(Saved entries)
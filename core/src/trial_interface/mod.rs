pub mod fixation;
pub mod gaze;
pub mod trial;

pub use fixation::{Fixation, FixationSequence};
pub use gaze::{GazeSample, GazeTrace, ObjectCenterTrace};
pub use trial::{TrialAncillary, TrialPayload};
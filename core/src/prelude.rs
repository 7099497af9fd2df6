use serde::{Deserialize, Serialize};

/// Normalization parameters for the min-max rescale of fixation coordinates.
///
/// `invert_y` preserves the vertical-axis flip between the gaze coordinate
/// convention (y grows upward) and the video convention (y grows downward).
/// It is intentional behavior, not a correction target.
#[derive(Debug, Clone, Copy, Serialize, Deserialize)]
pub struct NormalizeParams {
    pub margin_x: f64,
    pub scale_x: f64,
    pub scale_y: f64,
    pub invert_y: bool,
}

impl Default for NormalizeParams {
    fn default() -> Self {
        Self {
            margin_x: 0.011,
            scale_x: 1.22,
            scale_y: 1.15,
            invert_y: true,
        }
    }
}

/// Shared configuration for each processing stage.
#[derive(Debug, Clone, Serialize, Deserialize)]
pub struct StageConfig {
    /// Coarse dispersion threshold for the first clustering pass.
    pub t1: f64,
    /// Refinement threshold for the second (outlier-rejection) pass.
    pub t2: f64,
    /// Minimum retained fixation duration, same units as the timestamps.
    pub min_dur: f64,
    /// Frame rate used to align fixation intervals to the video timeline.
    pub frame_rate: f64,
    /// Hard cap on the number of frames visited by the distance computation.
    pub max_frames: usize,
    /// Whether the trailing in-progress cluster is flushed at end-of-trace.
    pub flush_trailing: bool,
    pub normalize: NormalizeParams,
}

impl Default for StageConfig {
    fn default() -> Self {
        Self {
            t1: 0.01,
            t2: 0.01,
            min_dur: 0.001,
            frame_rate: 24.0,
            max_frames: 150,
            flush_trailing: false,
            normalize: NormalizeParams::default(),
        }
    }
}

/// Metadata used for chaining stages and telemetry.
#[derive(Debug, Clone, Default)]
pub struct StageMetadata {
    pub fixation_count: Option<usize>,
    pub discarded_clusters: Option<usize>,
    pub notes: Vec<String>,
}

/// Output produced by each stage.
#[derive(Debug, Clone)]
pub struct StageOutput<T> {
    pub payload: T,
    pub metadata: StageMetadata,
}

/// Common error type for stage execution.
#[derive(thiserror::Error, Debug)]
pub enum StageError {
    #[error("empty input: {0}")]
    EmptyInput(String),
    #[error("degenerate input: {0}")]
    DegenerateInput(String),
    #[error("sink unavailable: {0}")]
    SinkUnavailable(String),
    #[error("internal failure: {0}")]
    Internal(String),
}

pub type StageResult<T> = Result<T, StageError>;

/// Trait describing the lifecycle of a gaze-processing stage.
pub trait PipelineStage {
    type Input;
    type Output;

    fn initialize(&mut self, config: &StageConfig) -> StageResult<()>;
    fn execute(&mut self, input: Self::Input) -> StageResult<Self::Output>;
    fn cleanup(&mut self);
}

● **WHAT TO DO**
Starting at the line that contains "pub enum StageError", copy each line through the last one in the records, exactly, and output nothing else.

● **TASK SOLUTION**
pub enum StageError {
    #[error("empty input: {0}")]
    EmptyInput(String),
    #[error("degenerate input: {0}")]
    DegenerateInput(String),
    #[error("sink unavailable: {0}")]
    SinkUnavailable(String),
    #[error("internal failure: {0}")]
    Internal(String),
}

pub type StageResult<T> = Result<T, StageError>;

/// Trait describing the lifecycle of a gaze-processing stage.
pub trait PipelineStage {
    type Input;
    type Output;

    fn initialize(&mut self, config: &StageConfig) -> StageResult<()>;
    fn execute(&mut self, input: Self::Input) -> StageResult<Self::Output>;
    fn cleanup(&mut self);
}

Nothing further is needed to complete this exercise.